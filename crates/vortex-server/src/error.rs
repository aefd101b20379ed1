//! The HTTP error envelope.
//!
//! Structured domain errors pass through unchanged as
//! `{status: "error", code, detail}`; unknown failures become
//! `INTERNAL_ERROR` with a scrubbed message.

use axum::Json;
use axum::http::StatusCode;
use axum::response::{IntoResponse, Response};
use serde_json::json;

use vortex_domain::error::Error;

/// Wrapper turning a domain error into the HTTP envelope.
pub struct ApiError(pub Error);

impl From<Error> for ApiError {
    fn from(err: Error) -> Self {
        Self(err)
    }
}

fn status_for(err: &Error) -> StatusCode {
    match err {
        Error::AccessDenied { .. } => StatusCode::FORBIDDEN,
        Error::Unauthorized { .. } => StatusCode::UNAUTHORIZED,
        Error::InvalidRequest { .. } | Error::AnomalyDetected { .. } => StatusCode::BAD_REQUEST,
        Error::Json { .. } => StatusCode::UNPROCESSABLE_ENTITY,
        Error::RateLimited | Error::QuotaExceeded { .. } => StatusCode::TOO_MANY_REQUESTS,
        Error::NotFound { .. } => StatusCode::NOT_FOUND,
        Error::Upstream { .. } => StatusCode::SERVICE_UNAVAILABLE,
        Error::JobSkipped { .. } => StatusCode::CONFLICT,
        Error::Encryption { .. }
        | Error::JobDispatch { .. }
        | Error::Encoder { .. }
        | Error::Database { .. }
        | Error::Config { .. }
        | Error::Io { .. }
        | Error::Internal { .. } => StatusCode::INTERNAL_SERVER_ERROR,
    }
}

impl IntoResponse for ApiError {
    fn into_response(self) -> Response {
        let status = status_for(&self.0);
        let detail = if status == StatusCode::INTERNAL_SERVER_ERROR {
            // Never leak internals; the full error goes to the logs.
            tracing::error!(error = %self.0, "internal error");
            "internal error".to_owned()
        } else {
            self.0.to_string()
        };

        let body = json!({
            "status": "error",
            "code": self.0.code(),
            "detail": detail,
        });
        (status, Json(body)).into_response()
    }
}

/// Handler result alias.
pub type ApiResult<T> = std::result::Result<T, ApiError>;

=-=-=

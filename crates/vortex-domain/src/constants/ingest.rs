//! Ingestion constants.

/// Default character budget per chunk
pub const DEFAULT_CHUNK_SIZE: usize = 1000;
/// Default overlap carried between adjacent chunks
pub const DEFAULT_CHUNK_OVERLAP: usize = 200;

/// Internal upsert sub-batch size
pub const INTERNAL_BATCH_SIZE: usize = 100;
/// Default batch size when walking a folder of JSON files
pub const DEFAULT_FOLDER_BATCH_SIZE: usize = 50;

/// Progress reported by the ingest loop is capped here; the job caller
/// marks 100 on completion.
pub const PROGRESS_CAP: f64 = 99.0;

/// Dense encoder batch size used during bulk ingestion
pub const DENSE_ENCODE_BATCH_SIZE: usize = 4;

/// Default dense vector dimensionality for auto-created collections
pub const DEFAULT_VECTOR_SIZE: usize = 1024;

=-=-=

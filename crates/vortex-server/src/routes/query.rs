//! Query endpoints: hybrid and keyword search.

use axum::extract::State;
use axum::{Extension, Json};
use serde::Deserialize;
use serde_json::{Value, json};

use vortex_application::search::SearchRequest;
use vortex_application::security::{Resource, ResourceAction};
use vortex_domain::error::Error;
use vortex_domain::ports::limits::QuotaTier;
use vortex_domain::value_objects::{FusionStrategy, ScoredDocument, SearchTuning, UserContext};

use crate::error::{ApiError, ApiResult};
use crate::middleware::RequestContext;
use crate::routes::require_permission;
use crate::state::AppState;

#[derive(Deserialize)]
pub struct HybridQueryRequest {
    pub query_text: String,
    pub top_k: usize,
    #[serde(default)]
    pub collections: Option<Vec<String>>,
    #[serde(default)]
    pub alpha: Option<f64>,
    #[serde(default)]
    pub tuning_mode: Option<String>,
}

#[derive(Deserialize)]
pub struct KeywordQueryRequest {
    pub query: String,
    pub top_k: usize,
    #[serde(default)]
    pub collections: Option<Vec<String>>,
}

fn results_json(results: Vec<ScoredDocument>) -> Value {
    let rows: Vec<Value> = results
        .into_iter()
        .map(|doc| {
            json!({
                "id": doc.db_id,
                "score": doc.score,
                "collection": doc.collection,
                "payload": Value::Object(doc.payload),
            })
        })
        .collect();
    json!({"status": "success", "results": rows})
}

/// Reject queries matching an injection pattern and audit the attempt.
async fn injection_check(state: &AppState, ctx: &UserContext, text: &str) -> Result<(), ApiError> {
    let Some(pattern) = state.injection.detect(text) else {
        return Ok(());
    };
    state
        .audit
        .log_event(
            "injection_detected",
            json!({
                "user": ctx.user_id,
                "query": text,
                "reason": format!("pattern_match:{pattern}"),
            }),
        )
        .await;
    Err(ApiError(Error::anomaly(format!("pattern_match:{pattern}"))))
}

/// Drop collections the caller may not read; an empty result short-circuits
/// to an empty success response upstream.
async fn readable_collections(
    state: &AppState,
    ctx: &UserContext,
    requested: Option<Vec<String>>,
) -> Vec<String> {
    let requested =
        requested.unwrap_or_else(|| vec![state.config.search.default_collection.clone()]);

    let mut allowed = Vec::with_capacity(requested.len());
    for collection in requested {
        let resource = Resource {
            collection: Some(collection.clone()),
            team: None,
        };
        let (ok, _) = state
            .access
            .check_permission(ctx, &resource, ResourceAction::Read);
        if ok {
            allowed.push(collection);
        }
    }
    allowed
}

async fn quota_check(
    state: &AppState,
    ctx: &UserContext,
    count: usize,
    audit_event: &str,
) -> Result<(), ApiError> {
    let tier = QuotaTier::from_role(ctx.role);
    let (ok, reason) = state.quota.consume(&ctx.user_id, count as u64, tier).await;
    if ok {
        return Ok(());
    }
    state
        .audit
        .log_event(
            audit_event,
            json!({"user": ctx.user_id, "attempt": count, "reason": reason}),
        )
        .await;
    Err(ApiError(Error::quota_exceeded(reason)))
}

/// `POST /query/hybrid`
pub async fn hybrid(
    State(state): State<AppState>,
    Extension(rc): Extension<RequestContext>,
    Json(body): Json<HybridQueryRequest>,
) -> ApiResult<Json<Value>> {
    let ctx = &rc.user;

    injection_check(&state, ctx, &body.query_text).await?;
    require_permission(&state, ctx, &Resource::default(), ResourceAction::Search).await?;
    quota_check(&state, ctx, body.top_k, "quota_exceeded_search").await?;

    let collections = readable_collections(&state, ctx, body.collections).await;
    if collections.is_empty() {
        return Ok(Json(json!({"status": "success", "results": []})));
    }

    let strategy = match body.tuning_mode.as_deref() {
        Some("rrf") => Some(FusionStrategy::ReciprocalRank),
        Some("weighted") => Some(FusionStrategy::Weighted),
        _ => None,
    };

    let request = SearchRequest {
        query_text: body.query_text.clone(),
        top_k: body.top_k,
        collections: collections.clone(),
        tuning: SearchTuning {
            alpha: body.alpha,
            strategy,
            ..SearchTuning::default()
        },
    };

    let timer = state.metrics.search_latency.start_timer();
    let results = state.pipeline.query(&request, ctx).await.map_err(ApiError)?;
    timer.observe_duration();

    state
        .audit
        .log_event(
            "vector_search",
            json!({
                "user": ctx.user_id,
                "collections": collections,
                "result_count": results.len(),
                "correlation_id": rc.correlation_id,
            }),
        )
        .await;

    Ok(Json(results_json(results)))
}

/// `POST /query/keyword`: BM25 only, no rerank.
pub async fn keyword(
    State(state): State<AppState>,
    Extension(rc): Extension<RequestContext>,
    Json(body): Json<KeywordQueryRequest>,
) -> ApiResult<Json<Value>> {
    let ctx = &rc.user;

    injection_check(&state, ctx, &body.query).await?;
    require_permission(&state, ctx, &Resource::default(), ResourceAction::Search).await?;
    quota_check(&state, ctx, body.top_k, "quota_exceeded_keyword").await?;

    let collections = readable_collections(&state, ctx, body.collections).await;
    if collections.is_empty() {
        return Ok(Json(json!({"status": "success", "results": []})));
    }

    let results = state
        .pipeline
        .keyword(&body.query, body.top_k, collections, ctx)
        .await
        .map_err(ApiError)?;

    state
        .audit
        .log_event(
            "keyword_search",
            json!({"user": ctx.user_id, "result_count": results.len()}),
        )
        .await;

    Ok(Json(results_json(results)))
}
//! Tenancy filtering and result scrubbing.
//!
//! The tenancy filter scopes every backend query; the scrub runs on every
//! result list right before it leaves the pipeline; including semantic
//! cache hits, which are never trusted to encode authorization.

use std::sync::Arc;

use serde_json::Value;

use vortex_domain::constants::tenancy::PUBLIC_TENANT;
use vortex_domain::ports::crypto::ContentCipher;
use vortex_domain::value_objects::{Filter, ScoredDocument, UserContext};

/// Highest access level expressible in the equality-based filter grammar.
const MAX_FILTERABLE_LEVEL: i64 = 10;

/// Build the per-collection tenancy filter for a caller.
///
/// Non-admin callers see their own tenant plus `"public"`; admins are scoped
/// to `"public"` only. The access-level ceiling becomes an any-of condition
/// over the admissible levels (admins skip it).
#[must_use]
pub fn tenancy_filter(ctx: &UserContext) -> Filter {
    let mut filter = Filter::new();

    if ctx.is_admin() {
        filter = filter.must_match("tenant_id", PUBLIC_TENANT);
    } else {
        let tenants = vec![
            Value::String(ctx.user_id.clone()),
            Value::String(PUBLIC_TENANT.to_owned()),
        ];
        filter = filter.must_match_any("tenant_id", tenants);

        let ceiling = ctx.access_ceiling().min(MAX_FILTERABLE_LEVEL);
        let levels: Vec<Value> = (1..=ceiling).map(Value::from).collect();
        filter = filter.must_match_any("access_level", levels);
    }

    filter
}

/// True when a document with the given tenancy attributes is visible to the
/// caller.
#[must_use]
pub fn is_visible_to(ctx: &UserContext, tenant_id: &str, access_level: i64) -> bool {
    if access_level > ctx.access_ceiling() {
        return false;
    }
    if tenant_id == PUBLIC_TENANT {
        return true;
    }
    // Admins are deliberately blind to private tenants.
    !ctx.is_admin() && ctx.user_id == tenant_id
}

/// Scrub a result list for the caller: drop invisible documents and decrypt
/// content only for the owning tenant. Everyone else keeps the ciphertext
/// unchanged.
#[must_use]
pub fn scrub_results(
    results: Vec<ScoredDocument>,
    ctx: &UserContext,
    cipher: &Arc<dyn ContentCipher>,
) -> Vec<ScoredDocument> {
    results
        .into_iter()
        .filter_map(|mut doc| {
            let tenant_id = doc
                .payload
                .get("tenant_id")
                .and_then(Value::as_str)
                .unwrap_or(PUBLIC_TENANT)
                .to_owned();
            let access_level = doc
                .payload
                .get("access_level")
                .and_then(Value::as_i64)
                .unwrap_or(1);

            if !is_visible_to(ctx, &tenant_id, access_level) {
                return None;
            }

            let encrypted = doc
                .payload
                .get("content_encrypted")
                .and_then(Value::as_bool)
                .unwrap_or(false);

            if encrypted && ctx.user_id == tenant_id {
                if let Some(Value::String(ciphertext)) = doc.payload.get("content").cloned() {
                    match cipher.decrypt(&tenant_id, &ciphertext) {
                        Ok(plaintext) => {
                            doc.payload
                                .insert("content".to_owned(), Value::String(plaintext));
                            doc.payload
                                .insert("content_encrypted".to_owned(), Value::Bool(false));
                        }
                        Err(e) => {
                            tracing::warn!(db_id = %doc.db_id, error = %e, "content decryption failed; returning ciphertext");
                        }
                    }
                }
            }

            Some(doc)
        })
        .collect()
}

=-=-=

- [INSTRUCTIONS FOR THE TASK]: A single number is needed: how many lines of the material contain the word "false".

- [WRITTEN ANSWER]: 3